Wednesday, April 1, 2009

Verging on Superblindsight?

Blindsight occurs when people have a blind spot in their visual field, due to cortical damage, but with some prodding, retain the capacity to guess (better than chance) that a stimulus has been presented to the blind spot. Apparently, at least one blindsight case who appears to have no awareness of visual perception can nevertheless navigate a hallway littered with obstacles.

In recent research led by Krystel Huxlin, it was shown that people who suffer from blindsight can learn to detect a variety of different types of stimuli presented to their blind spot (scotoma). Reuters offers a brief write-up of Huxlin et al's results. I've posted the abstract from Huxlin et al's paper for some additional details.

Krystel Huxlin et al (2009) "Perceptual Relearning of Complex Visual Motion after V1 Damage in Humans" The Journal of Neuroscience 29(13):3981-3991.
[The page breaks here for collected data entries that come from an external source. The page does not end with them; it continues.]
//! Identifiers for packages and resolved package instances.

use std::fmt;

use anyhow::{anyhow, Result};
use sha2::{Digest, Sha256};

/// Reference prefix marking a peer-resolution variant of a package.
pub const VIRTUAL_PREFIX: &str = "virtual:";

fn sha256_hex(input: &str) -> String {
    let mut hasher = Sha256::new();
    hasher.update(input.as_bytes());
    hex::encode(hasher.finalize())
}

/// Package identifier, optionally scoped (`@scope/name`).
#[derive(Clone, Debug, PartialEq, Eq, PartialOrd, Ord, Hash)]
pub struct Ident {
    pub scope: Option<String>,
    pub name: String,
}

impl Ident {
    pub fn new(scope: Option<&str>, name: &str) -> Self {
        Self {
            scope: scope.map(str::to_string),
            name: name.to_string(),
        }
    }

    /// Parse `name` or `@scope/name`; rejects malformed input.
    pub fn parse(raw: &str) -> Option<Self> {
        if let Some(rest) = raw.strip_prefix('@') {
            let (scope, name) = rest.split_once('/')?;
            if scope.is_empty() || name.is_empty() || name.contains('/') {
                return None;
            }
            Some(Self::new(Some(scope), name))
        } else if raw.is_empty() || raw.contains('/') {
            None
        } else {
            Some(Self::new(None, raw))
        }
    }

    pub fn ident_hash(&self) -> String {
        sha256_hex(&self.to_string())
    }
}

impl fmt::Display for Ident {
    fn fmt(&self, f: &mut fmt::Formatter<'_>) -> fmt::Result {
        match &self.scope {
            Some(scope) => write!(f, "@{scope}/{}", self.name),
            None => write!(f, "{}", self.name),
        }
    }
}

/// A dependency request: an ident plus the range it was requested under.
#[derive(Clone, Debug, PartialEq, Eq, PartialOrd, Ord)]
pub struct Descriptor {
    pub ident: Ident,
    pub range: String,
}

impl Descriptor {
    pub fn new(ident: Ident, range: impl Into<String>) -> Self {
        Self {
            ident,
            range: range.into(),
        }
    }
}

impl fmt::Display for Descriptor {
    fn fmt(&self, f: &mut fmt::Formatter<'_>) -> fmt::Result {
        write!(f, "{}@{}", self.ident, self.range)
    }
}

/// A resolved package identity: an ident plus the reference it resolved to.
#[derive(Clone, Debug, PartialEq, Eq, PartialOrd, Ord, Hash)]
pub struct Locator {
    pub ident: Ident,
    pub reference: String,
}

impl Locator {
    pub fn new(ident: Ident, reference: impl Into<String>) -> Self {
        Self {
            ident,
            reference: reference.into(),
        }
    }

    /// Stable content hash of this locator, usable as a map key.
    pub fn locator_hash(&self) -> String {
        sha256_hex(&self.to_string())
    }

    /// Whether this locator is a peer-resolution variant.
    pub fn is_virtual(&self) -> bool {
        self.reference.starts_with(VIRTUAL_PREFIX)
    }

    /// Strip the virtual marker, returning the underlying locator. Identity
    /// for non-virtual locators.
    pub fn devirtualize(&self) -> Locator {
        let Some(rest) = self.reference.strip_prefix(VIRTUAL_PREFIX) else {
            return self.clone();
        };
        match rest.split_once('#') {
            Some((_, inner)) => Locator::new(self.ident.clone(), inner),
            None => self.clone(),
        }
    }
}

impl fmt::Display for Locator {
    fn fmt(&self, f: &mut fmt::Formatter<'_>) -> fmt::Result {
        write!(f, "{}@{}", self.ident, self.reference)
    }
}

/// Parse the `Display` form of a locator (`ident@reference`).
pub fn parse_locator(raw: &str) -> Result<Locator> {
    let separator = if raw.starts_with('@') {
        raw.find('/')
            .and_then(|slash| raw[slash..].find('@').map(|at| slash + at))
    } else {
        raw.find('@')
    };
    let Some(at) = separator else {
        return Err(anyhow!("invalid locator `{raw}`: missing reference"));
    };
    let ident = Ident::parse(&raw[..at])
        .ok_or_else(|| anyhow!("invalid locator `{raw}`: malformed ident"))?;
    let reference = &raw[at + 1..];
    if reference.is_empty() {
        return Err(anyhow!("invalid locator `{raw}`: empty reference"));
    }
    Ok(Locator::new(ident, reference))
}

/// Deterministic filesystem-safe slug, unique per locator.
///
/// The hash suffix carries uniqueness; the ident and reference parts exist for
/// readability when poking around the store by hand.
pub fn slugify_locator(locator: &Locator) -> String {
    let ident_part = match &locator.ident.scope {
        Some(scope) => format!("{scope}-{}", locator.ident.name),
        None => locator.ident.name.clone(),
    };
    let reference = locator
        .reference
        .rsplit_once(':')
        .map_or(locator.reference.as_str(), |(_, tail)| tail);
    let mut cleaned = String::with_capacity(reference.len());
    for ch in reference.chars() {
        if ch.is_ascii_alphanumeric() || matches!(ch, '.' | '_' | '-') {
            cleaned.push(ch);
        } else {
            cleaned.push('-');
        }
    }
    let hash = locator.locator_hash();
    format!("{ident_part}-{cleaned}-{}", &hash[..10])
}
Damage to the adult, primary visual cortex (V1) causes severe visual impairment that was previously thought to be permanent, yet several visual pathways survive V1 damage, mediating residual, often unconscious functions known as "blindsight." Because some of these pathways normally mediate complex visual motion perception, we asked whether specific training in the blind field could improve not just simple but also complex visual motion discriminations in humans with long-standing V1 damage. Global direction discrimination training was administered to the blind field of five adults with unilateral cortical blindness. Training returned direction integration thresholds to normal at the trained locations. Although retinotopically localized to trained locations, training effects transferred to multiple stimulus and task conditions, improving the detection of luminance increments, contrast sensitivity for drifting gratings, and the extraction of motion signal from noise. Thus, perceptual relearning of complex visual motion processing is possible without an intact V1 but only when specific training is administered in the blind field. These findings indicate a much greater capacity for adult visual plasticity after V1 damage than previously thought. Most likely, basic mechanisms of visual learning must operate quite effectively in extrastriate visual cortex, providing new hope and direction for the development of principled rehabilitation strategies to treat visual deficits resulting from permanent visual cortical damage.